Recently, a forward viewing linear echoendoscope (FV-EUS) has been developed
with the aim of potentially expanding the therapeutic applications of EUS.
This prototype is a modification of the CLA scope and it is characterized
primarily by a shifting of the orientation of the endoscopic and US views from
oblique to forward. The US transducer is located adjacent to the working
channel, at the endoscope tip, to display a forward-viewing image along to a
scanning plane that is parallel to the insertion direction with a 90° scanning
range. It has a 3.7 mm working channel without elevator, which allows exit of
the FNA needle or any other accessory used parallel to the longitudinal axis of
the scope.
Preliminary experiences with this scope have reported potential advantages over
the conventional linear scope (CLA-EUS) for pseudocysts drainage and for hilar
biliary strictures.
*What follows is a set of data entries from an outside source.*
//! §4.E FilenameGlobber — resolves one user-supplied path into the
//! ordered list of segment files that make up the same image.
//!
//! Grounded on this crate's own `ewf.rs::find_files` (glob-based
//! multi-segment discovery for the EWF `E??` pattern) generalized to
//! the four naming schemas below, and on `libsmraw`'s segment-name
//! generator, which distinguishes a single `.raw` file from a
//! `.raw.NNN` multi-segment run.

use crate::error::{Error, Result};
use std::path::{Path, PathBuf};

/// Fixed candidate suffixes tried, in order, when the bare path does not
/// exist on disk.
const CANDIDATE_SUFFIXES: &[&str] = &[
    ".raw", ".dmg", ".img", ".dd", ".000", ".001", ".00", ".01", ".0", ".1", "aa", "00", "aaa",
    "000",
];

/// The detected naming convention for a multi-segment run.
#[derive(Debug, Clone, Copy, PartialEq, Eq)]
pub enum NamingSchema {
    /// A single file; no further segments follow.
    Single,
    /// Suffix is all ASCII digits; next segment increments the value,
    /// widening by one digit at most once on overflow.
    Numeric,
    /// Suffix is all lowercase ASCII letters; next segment increments
    /// base-26 at fixed width.
    Split,
    /// Suffix is `<digits>o<digits>` (e.g. `1of3`); the trailing number
    /// is a fixed, declared segment count.
    XofN,
}

/// Resolves `path` into the ordered list of segment files belonging to
/// the same image.
pub fn glob(path: impl AsRef<Path>) -> Result<Vec<PathBuf>> {
    let path = path.as_ref();

    let first = resolve_first_segment(path)?;
    let (stem, suffix) = split_stem_and_suffix(&first)?;
    let schema = classify(&suffix);

    match schema {
        NamingSchema::Single => Ok(vec![first]),
        NamingSchema::Numeric => Ok(collect_numeric(&stem, &suffix, first)),
        NamingSchema::Split => Ok(collect_split(&stem, &suffix, first)),
        NamingSchema::XofN => collect_xofn(&stem, &suffix, first),
    }
}

/// Step 1: find the first segment file, either `path` itself or
/// `path` + one of the fixed candidate suffixes.
fn resolve_first_segment(path: &Path) -> Result<PathBuf> {
    if path.is_file() {
        return Ok(path.to_path_buf());
    }
    for suffix in CANDIDATE_SUFFIXES {
        let candidate = append_to_filename(path, suffix);
        if candidate.is_file() {
            return Ok(candidate);
        }
    }
    Err(Error::NamingSchema(format!(
        "no segment file found at or derived from {}",
        path.display()
    )))
}

/// Splits a resolved first-segment path into (stem, suffix) where
/// `suffix` is whatever trails the last `.` in the file name, or the
/// whole file name if there is no `.`.
fn split_stem_and_suffix(path: &Path) -> Result<(PathBuf, String)> {
    let file_name = path
        .file_name()
        .and_then(|n| n.to_str())
        .ok_or_else(|| Error::NamingSchema(format!("non-UTF8 file name: {}", path.display())))?;

    let (stem, suffix) = match file_name.rfind('.') {
        Some(idx) if idx > 0 => (&file_name[..idx], &file_name[idx + 1..]),
        _ => ("", file_name),
    };

    let parent = path.parent().unwrap_or_else(|| Path::new(""));
    Ok((parent.join(stem), suffix.to_string()))
}

fn classify(suffix: &str) -> NamingSchema {
    let lower = suffix.to_ascii_lowercase();
    if matches!(lower.as_str(), "dd" | "img" | "dmg" | "raw") {
        return NamingSchema::Single;
    }
    if is_xofn(suffix) {
        return NamingSchema::XofN;
    }
    if !suffix.is_empty() && suffix.bytes().all(|b| b.is_ascii_digit()) {
        return NamingSchema::Numeric;
    }
    if !suffix.is_empty() && suffix.bytes().all(|b| b.is_ascii_lowercase()) {
        return NamingSchema::Split;
    }
    NamingSchema::Single
}

/// Matches `<digits>[oO]<digits>`, e.g. `1of3`, `01of12`.
fn is_xofn(suffix: &str) -> bool {
    let bytes = suffix.as_bytes();
    let mut i = 0;
    while i < bytes.len() && bytes[i].is_ascii_digit() {
        i += 1;
    }
    if i == 0 || i >= bytes.len() {
        return false;
    }
    // Accept a literal "of" or a single o/O separator.
    let rest = &suffix[i..];
    let after = if let Some(r) = rest.strip_prefix("of").or_else(|| rest.strip_prefix("OF")) {
        r
    } else if let Some(r) = rest.strip_prefix('o').or_else(|| rest.strip_prefix('O')) {
        r
    } else {
        return false;
    };
    !after.is_empty() && after.bytes().all(|b| b.is_ascii_digit())
}

fn append_to_filename(path: &Path, suffix: &str) -> PathBuf {
    let mut name = path
        .file_name()
        .map(|n| n.to_string_lossy().into_owned())
        .unwrap_or_default();
    name.push_str(suffix);
    match path.parent() {
        Some(parent) if parent.as_os_str().len() > 0 => parent.join(name),
        _ => PathBuf::from(name),
    }
}

fn collect_numeric(stem: &Path, first_suffix: &str, first: PathBuf) -> Vec<PathBuf> {
    let width = first_suffix.len();
    let start_value: u64 = first_suffix.parse().unwrap_or(0);

    // The resolved path may be any member segment, not just the lowest one:
    // rewind to the lowest existing index at this width before collecting
    // forward.
    let mut lowest = start_value;
    while lowest > 0 {
        let prev = lowest - 1;
        let candidate_suffix = format!("{prev:0width$}", width = width);
        if stem_with_suffix(stem, &candidate_suffix).is_file() {
            lowest = prev;
        } else {
            break;
        }
    }

    let mut out = Vec::new();
    for value in lowest..start_value {
        out.push(stem_with_suffix(stem, &format!("{value:0width$}", width = width)));
    }
    out.push(first);

    let mut value = start_value;
    let mut current_width = width;
    let mut widened_once = false;

    loop {
        value += 1;
        let mut candidate_suffix = format!("{value:0width$}", width = current_width);
        if candidate_suffix.len() > current_width {
            if widened_once {
                break;
            }
            widened_once = true;
            current_width += 1;
            candidate_suffix = format!("{value:0width$}", width = current_width);
        }
        let candidate = stem_with_suffix(stem, &candidate_suffix);
        if candidate.is_file() {
            out.push(candidate);
        } else {
            break;
        }
    }
    out
}

fn collect_split(stem: &Path, first_suffix: &str, first: PathBuf) -> Vec<PathBuf> {
    let width = first_suffix.len();
    let start_value = base26_to_value(first_suffix);

    let mut lowest = start_value;
    while lowest > 0 {
        let prev = lowest - 1;
        match value_to_base26(prev, width) {
            Some(candidate_suffix) if stem_with_suffix(stem, &candidate_suffix).is_file() => {
                lowest = prev;
            }
            _ => break,
        }
    }

    let mut out = Vec::new();
    for value in lowest..start_value {
        if let Some(suffix) = value_to_base26(value, width) {
            out.push(stem_with_suffix(stem, &suffix));
        }
    }
    out.push(first);

    let mut value = start_value;
    loop {
        value += 1;
        let candidate_suffix = match value_to_base26(value, width) {
            Some(s) => s,
            None => break, // exhausted this width; Split does not widen.
        };
        let candidate = stem_with_suffix(stem, &candidate_suffix);
        if candidate.is_file() {
            out.push(candidate);
        } else {
            break;
        }
    }
    out
}

fn collect_xofn(stem: &Path, first_suffix: &str, first: PathBuf) -> Result<Vec<PathBuf>> {
    let (index_str, n) = parse_xofn(first_suffix)
        .ok_or_else(|| Error::NamingSchema(format!("malformed XofN suffix: {first_suffix}")))?;
    let width = index_str.len();
    let separator = xofn_separator(first_suffix);

    let mut out = vec![first];
    for index in 2..=n {
        let candidate_suffix = format!("{index:0width$}{separator}{n}", width = width);
        let candidate = stem_with_suffix(stem, &candidate_suffix);
        if candidate.is_file() {
            out.push(candidate);
        } else {
            return Err(Error::NamingSchema(format!(
                "MissingSegments: expected {n} segments, found {} before {candidate_suffix}",
                out.len()
            )));
        }
    }
    Ok(out)
}

fn xofn_separator(suffix: &str) -> &'static str {
    if suffix.to_ascii_lowercase().contains("of") {
        "of"
    } else {
        "o"
    }
}

fn parse_xofn(suffix: &str) -> Option<(String, u64)> {
    let bytes = suffix.as_bytes();
    let mut i = 0;
    while i < bytes.len() && bytes[i].is_ascii_digit() {
        i += 1;
    }
    if i == 0 {
        return None;
    }
    let index_str = suffix[..i].to_string();
    let rest = &suffix[i..];
    let after = rest
        .strip_prefix("of")
        .or_else(|| rest.strip_prefix("OF"))
        .or_else(|| rest.strip_prefix('o'))
        .or_else(|| rest.strip_prefix('O'))?;
    let n: u64 = after.parse().ok()?;
    Some((index_str, n))
}

fn stem_with_suffix(stem: &Path, suffix: &str) -> PathBuf {
    let mut name = stem
        .file_name()
        .map(|n| n.to_string_lossy().into_owned())
        .unwrap_or_default();
    name.push('.');
    name.push_str(suffix);
    match stem.parent() {
        Some(parent) if parent.as_os_str().len() > 0 => parent.join(name),
        _ => PathBuf::from(name),
    }
}

fn base26_to_value(s: &str) -> u64 {
    let mut value: u64 = 0;
    for b in s.bytes() {
        value = value * 26 + (b - b'a') as u64;
    }
    value
}

fn value_to_base26(mut value: u64, width: usize) -> Option<String> {
    let mut digits = Vec::new();
    for _ in 0..width {
        digits.push((value % 26) as u8);
        value /= 26;
    }
    if value != 0 {
        return None; // would need to widen; Split schema does not widen.
    }
    digits.reverse();
    Some(digits.into_iter().map(|d| (b'a' + d) as char).collect())
}

#[cfg(test)]
mod tests {
    use super::*;
    use std::fs;
    use tempfile::tempdir;

    #[test]
    fn single_schema_returns_one_file() {
        let dir = tempdir().unwrap();
        let path = dir.path().join("image.raw");
        fs::write(&path, b"x").unwrap();

        let found = glob(&path).unwrap();
        assert_eq!(found, vec![path]);
    }

    #[test]
    fn numeric_schema_collects_contiguous_run() {
        // S3 — Globber recovery: given B.raw.003 on disk alongside
        // B.raw.000..B.raw.004, glob("B.raw.003") returns all five in order.
        let dir = tempdir().unwrap();
        for i in 0..5 {
            fs::write(dir.path().join(format!("B.raw.{i:03}")), b"x").unwrap();
        }
        let found = glob(dir.path().join("B.raw.003")).unwrap();
        let names: Vec<String> = found
            .iter()
            .map(|p| p.file_name().unwrap().to_string_lossy().into_owned())
            .collect();
        assert_eq!(
            names,
            vec!["B.raw.000", "B.raw.001", "B.raw.002", "B.raw.003", "B.raw.004"]
        );
    }

    #[test]
    fn numeric_schema_widens_width_once_on_overflow() {
        let dir = tempdir().unwrap();
        fs::write(dir.path().join("B.raw.9"), b"x").unwrap();
        fs::write(dir.path().join("B.raw.10"), b"x").unwrap();
        let found = glob(dir.path().join("B.raw.9")).unwrap();
        assert_eq!(found.len(), 2);
        assert_eq!(found[1].file_name().unwrap().to_str().unwrap(), "B.raw.10");
    }

    #[test]
    fn split_schema_collects_base26_run() {
        let dir = tempdir().unwrap();
        fs::write(dir.path().join("B.aa"), b"x").unwrap();
        fs::write(dir.path().join("B.ab"), b"x").unwrap();
        fs::write(dir.path().join("B.ac"), b"x").unwrap();
        let found = glob(dir.path().join("B.aa")).unwrap();
        let names: Vec<String> = found
            .iter()
            .map(|p| p.file_name().unwrap().to_string_lossy().into_owned())
            .collect();
        assert_eq!(names, vec!["B.aa", "B.ab", "B.ac"]);
    }

    #[test]
    fn split_schema_rewinds_from_a_middle_segment() {
        let dir = tempdir().unwrap();
        fs::write(dir.path().join("B.aa"), b"x").unwrap();
        fs::write(dir.path().join("B.ab"), b"x").unwrap();
        fs::write(dir.path().join("B.ac"), b"x").unwrap();
        let found = glob(dir.path().join("B.ab")).unwrap();
        let names: Vec<String> = found
            .iter()
            .map(|p| p.file_name().unwrap().to_string_lossy().into_owned())
            .collect();
        assert_eq!(names, vec!["B.aa", "B.ab", "B.ac"]);
    }

    #[test]
    fn numeric_schema_rewinds_from_the_middle_of_the_run() {
        // S3 — glob() resolves from *any* member segment, not just the
        // lowest one: given B.raw.003 on disk, it must still recover the
        // full B.raw.000..004 run.
        let dir = tempdir().unwrap();
        for i in 0..5 {
            fs::write(dir.path().join(format!("B.raw.{i:03}")), b"x").unwrap();
        }
        let found = glob(dir.path().join("B.raw.004")).unwrap();
        let names: Vec<String> = found
            .iter()
            .map(|p| p.file_name().unwrap().to_string_lossy().into_owned())
            .collect();
        assert_eq!(
            names,
            vec!["B.raw.000", "B.raw.001", "B.raw.002", "B.raw.003", "B.raw.004"]
        );
    }

    #[test]
    fn xofn_schema_completes_when_all_segments_present() {
        // S4 — given B.1of3 B.2of3 B.3of3, glob("B.1of3") returns all three.
        let dir = tempdir().unwrap();
        fs::write(dir.path().join("B.1of3"), b"x").unwrap();
        fs::write(dir.path().join("B.2of3"), b"x").unwrap();
        fs::write(dir.path().join("B.3of3"), b"x").unwrap();
        let found = glob(dir.path().join("B.1of3")).unwrap();
        assert_eq!(found.len(), 3);
    }

    #[test]
    fn xofn_schema_fails_with_missing_segments() {
        // S4 — given only B.1of3 B.2of3, glob fails with MissingSegments.
        let dir = tempdir().unwrap();
        fs::write(dir.path().join("B.1of3"), b"x").unwrap();
        fs::write(dir.path().join("B.2of3"), b"x").unwrap();
        let err = glob(dir.path().join("B.1of3")).unwrap_err();
        match err {
            Error::NamingSchema(msg) => assert!(msg.contains("MissingSegments")),
            other => panic!("expected NamingSchema error, got {other:?}"),
        }
    }

    #[test]
    fn candidate_suffix_probing_resolves_bare_path() {
        let dir = tempdir().unwrap();
        fs::write(dir.path().join("evidence.dd"), b"x").unwrap();
        let found = glob(dir.path().join("evidence")).unwrap();
        assert_eq!(found.len(), 1);
        assert_eq!(
            found[0].file_name().unwrap().to_str().unwrap(),
            "evidence.dd"
        );
    }

    #[test]
    fn missing_path_errors() {
        let dir = tempdir().unwrap();
        assert!(glob(dir.path().join("nope")).is_err());
    }
}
Moreover, a large experience still unpublished from the
Catholic University, Rome, Italy in the use of the FV-EUS for FNA of solid and
cystic lesions throughout the GI tract has shown the FV-EUS to be highly
effective with a performance that seems at least comparable to that of the
CLA-EUS. To date, however, no data comparing the performance of both scopes for
FNA of target lesions are available to better clarify the advantages and
disadvantages of one scope over the other.
Study objective
The primary aim of the study is to compare the performance of the standard
oblique-viewing US endoscope versus a prototype forward viewing ultrasonic
endoscope for EUS-FNA of solid lesions of the GI tract and of adjacent organs.
Study design
multicenter, prospective randomized controlled trial
Intervention
Each patient will undergo examination with the CLA-EUS or the FV-EUS, which
will be selected based on the randomization process. FV-EUS will be performed
using the newly available FV *EUS scope (TGF-Y0001-UC) that is compatible with
last generation Aloka alpha 10. First, search of the presumed lesion will be
performed and once visualize, its characteristics (size, echogenicity, margins,
etc) will be recorded on data collection sheet. Fine needle aspiration will be
performed under EUS guidance using a 19- ,22- or a 25-gauge fine needle or
procore needles depending on endoscopist*s preference . In case an on-site
cytophatologist will not be available, a minumum of 3 needle passes for lymph
nodes and 5 needle passes for solid lesions per patient will be performed.
Picture of the visualized lesion and of the needle inside the lesion till be
taken and stored to prove visualization and puncture of the target lesion.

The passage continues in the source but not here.